Minimum latency for real-time app, stream ecnode method

• Hardware Platform (Jetson / GPU) Jetson Xavier
• DeepStream Version DS 6.0
• JetPack Version (valid for Jetson only) 4.6 (L4T 32.6.1)
• TensorRT Version 8.0.1
**• Issue Type question

Hello everyone!

I have a a deepstream pipeline running real-time to a jetson which specs i provided above. This pipeline resembles a lot to the deepstream app 3 including nstreammux nvinfer and nvtiler.

The pipelines has a uridecodebin and a nvv4l2decoder as 2 first elements.
I wanted to ask which encode protocol to use for minimum latency stream. I tried without deepstream and mjpeg seems faster than the h264. But nvv4l2decoder is optimized for h264 and maybe it is faster. Also mjpeg is not gpu accelerated at the decode which means that it is turning to system memory and not NVMM.
Can U guide me on this?
Thank you very much

could you elaborate on this? how did you test? could you share the media pipeline?

you can use nvjpegdec and "jpegparse ! nvv4l2decoder " to decode jpeg with acceleartion.
you can use nvv4l2decoder and nvv4l2h264enc for HW decoding and encoding. here is a sample:

gst-launch-1.0 -v filesrc location=/home/2.jpg ! jpegparse  !  nvv4l2decoder   ! nvvideoconvert ! 'video/x-raw(memory:NVMM),format=I420' ! nvv4l2h264enc bitrate=1000000 ! filesink location=test.264

Thank you for your immediate response, @fanzh.

The sample pipeline I am using is as follows, with the source URI replaced by an RTSP stream:

gst-launch-1.0 \
  uridecodebin uri=rtsp://<RTSP_STREAM_URL> ! \
  videorate max-rate=12 ! \
  nvstreammux width=1920 height=1080 batch-size=1 batched-push-timeout=40000 name=mux ! \
  queue ! \
  nvinfer config-file-path=<DEEPSTREAM_CONFIG_PATH> ! \
  nvvideoconvert ! \
  capsfilter caps="video/x-raw(memory:NVMM), format=RGBA" ! \
  queue ! \
  nvmultistreamtiler ! \
  queue ! \
  nvvideoconvert ! \
  queue ! \
  fakesink

Objective: I aim to minimize latency to achieve the most real-time performance possible, as I have implemented a PTZ controller immediately after this pipeline (and a custom tracker) to follow a tracked object.

Benchmarking MJPEG vs.
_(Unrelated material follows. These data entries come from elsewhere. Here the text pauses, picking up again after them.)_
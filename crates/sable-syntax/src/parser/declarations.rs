use super::scanner::{can_start_expression, ScanMode};
use super::termination::{PostSkipAction, TerminatorState};
use super::types::{SeparatedList, TypeMode};
use super::Parser;
use crate::SyntaxKind;

/// Which construct owns a namespace-body loop.
#[derive(Debug, Clone, Copy, PartialEq, Eq)]
pub(super) enum NamespaceBody {
    CompilationUnit,
    Block,
    FileScoped,
}

/// Where a member declaration appears.
#[derive(Debug, Clone, Copy, PartialEq, Eq)]
pub(crate) enum MemberParent {
    Namespace,
    Type,
}

/// Sections of a namespace body, in the order they must appear.
#[derive(Debug, Clone, Copy, PartialEq, Eq, PartialOrd, Ord)]
enum Section {
    ExternAliases,
    Usings,
    GlobalAttributes,
    Members,
}
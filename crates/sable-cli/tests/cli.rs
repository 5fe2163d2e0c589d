use assert_cmd::Command;
use assert_fs::prelude::*;
use assert_fs::TempDir;
use predicates::prelude::*;

fn sable() -> Command {
    Command::new(assert_cmd::cargo::cargo_bin!("sable"))
}

#[test]
fn help_mentions_core_commands() {
    sable().arg("--help").assert().success().stdout(
        predicate::str::contains("parse")
            .and(predicate::str::contains("check"))
            .and(predicate::str::contains("reparse")),
    );
}

#[test]
fn parse_json_reports_tree_and_no_errors() {
    let temp = TempDir::new().unwrap();
    let file = temp.child("Main.sb");
    file.write_str("class Main { void Run() { var x = 1; } }\n")
        .unwrap();

    let output = sable()
        .arg("parse")
        .arg(file.path())
        .arg("--json")
        .env_remove("SABLE_LANGUAGE_VERSION")
        .output()
        .unwrap();
    assert!(
        output.status.success(),
        "stderr: {}",
        String::from_utf8_lossy(&output.stderr)
    );

    let v: serde_json::Value = serde_json::from_slice(&output.stdout).unwrap();
    assert!(v["tree"].as_str().unwrap().starts_with("CompilationUnit"));
    assert!(v["errors"].as_array().unwrap().is_empty());
    assert!(v["diagnostics"].as_array().unwrap().is_empty());
}

#[test]
fn check_reports_errors_with_locations() {
    let temp = TempDir::new().unwrap();
    let good = temp.child("Good.sb");
    good.write_str("class Good { }\n").unwrap();
    let bad = temp.child("Bad.sb");
    bad.write_str("class Bad {\n    int x = ;\n}\n").unwrap();

    sable()
        .arg("check")
        .arg(good.path())
        .assert()
        .success()
        .stdout(predicate::str::is_empty());

    sable()
        .arg("check")
        .arg(good.path())
        .arg(bad.path())
        .assert()
        .code(1)
        .stdout(predicate::str::contains("Bad.sb:2:12: expected expression"));
}

#[test]
fn language_version_comes_from_the_environment() {
    let temp = TempDir::new().unwrap();
    let file = temp.child("Ns.sb");
    file.write_str("namespace N;\nclass C { }\n").unwrap();

    sable()
        .arg("check")
        .arg(file.path())
        .env("SABLE_LANGUAGE_VERSION", "9")
        .assert()
        .code(1)
        .stdout(predicate::str::contains("[feature-unavailable]"));

    sable()
        .arg("check")
        .arg(file.path())
        .env("SABLE_LANGUAGE_VERSION", "10")
        .assert()
        .success();
}

#[test]
fn reparse_agrees_with_full_parse() {
    let temp = TempDir::new().unwrap();
    let file = temp.child("Edit.sb");
    let text = "class C { void M() { Foo(1); } void N() { } }";
    file.write_str(text).unwrap();
    let offset = text.find("1)").unwrap();

    sable()
        .arg("reparse")
        .arg(file.path())
        .arg("--offset")
        .arg(offset.to_string())
        .arg("--delete")
        .arg("1")
        .arg("--insert")
        .arg("42")
        .assert()
        .success()
        .stdout(predicate::str::contains("agree: true"));
}

#[test]
fn missing_file_is_a_usage_error() {
    sable()
        .arg("parse")
        .arg("/definitely/not/here.sb")
        .assert()
        .code(2)
        .stderr(predicate::str::contains("failed to read"));
}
H264:

I have been researching the trade-offs between MJPEG and H264 encoding/decoding:

  • MJPEG:
    • Pros: Lower latency, which is crucial for real-time applications.
    • Cons: Higher bandwidth usage due to less efficient compression.
  • H264:
    • Pros: More bandwidth-efficient compression.
    • Cons: Potentially higher latency because of the decode process, although this can be mitigated with hardware acceleration.

On my desktop setup, using OpenCV’s cv2, MJPEG streams exhibit noticeably lower latency compared to H264 streams. However, I am curious about the performance expectations on an NVIDIA Xavier platform, where decoding can be hardware-accelerated.

Questions:

  1. Performance Expectations on NVIDIA Xavier:
  • Given that the decode process on Xavier is hardware-accelerated, what performance improvements can I expect when using H264 compared to MJPEG? Is H264 latency still significantly higher, or does the hardware acceleration mitigate this effectively?
  1. Benchmarking Methodology:
  • How can I effectively test and benchmark the latency between MJPEG and H264 encoding/decoding within my pipeline? Are there specific tools or techniques you recommend for accurate latency measurements in GStreamer-based applications?
  1. Reducing Latency Further:
  • Besides choosing the appropriate encoding protocol, what other strategies can I employ within the pipeline to further reduce latency? Are there specific GStreamer elements or configurations known to help achieve lower latency?
  1. Issues with nvmjpegdec:
  • I attempted to use nvmjpegdec in another application for decoding JPEG images from files, but it resulted in altered pixel values. Has anyone else experienced this issue, and are there known solutions or workarounds to ensure accurate decoding with nvmjpegdec?

Additional Information:

  • My application requires real-time processing due to the integration with the PTZ controller, making latency minimization crucial. Ensuring that the entire pipeline operates with the lowest possible delay is essential for accurate and responsive object tracking.
  1. there is only decoding in your pipeline. if there is only one rtsp source, decoding should not be the bottleneck. you can use "sudo tegrastats " to monitor the decoding/encoding utilization.
  2. you can add timestamp on the video or make the camera towards the clock. please refer to this faq for how to “Enable Latency measurement for deepstream sample apps”.
  3. please refer to latency of rtspsrc.
  4. please use nvv4l2decoder or nvjpegdec to decode jpg.

There is no update from you for a period, assuming this is not an issue anymore. Hence we are closing this topic. If need further support, please open a new one. Thanks

This topic was automatically closed 14 days after the last reply. New replies are no longer allowed.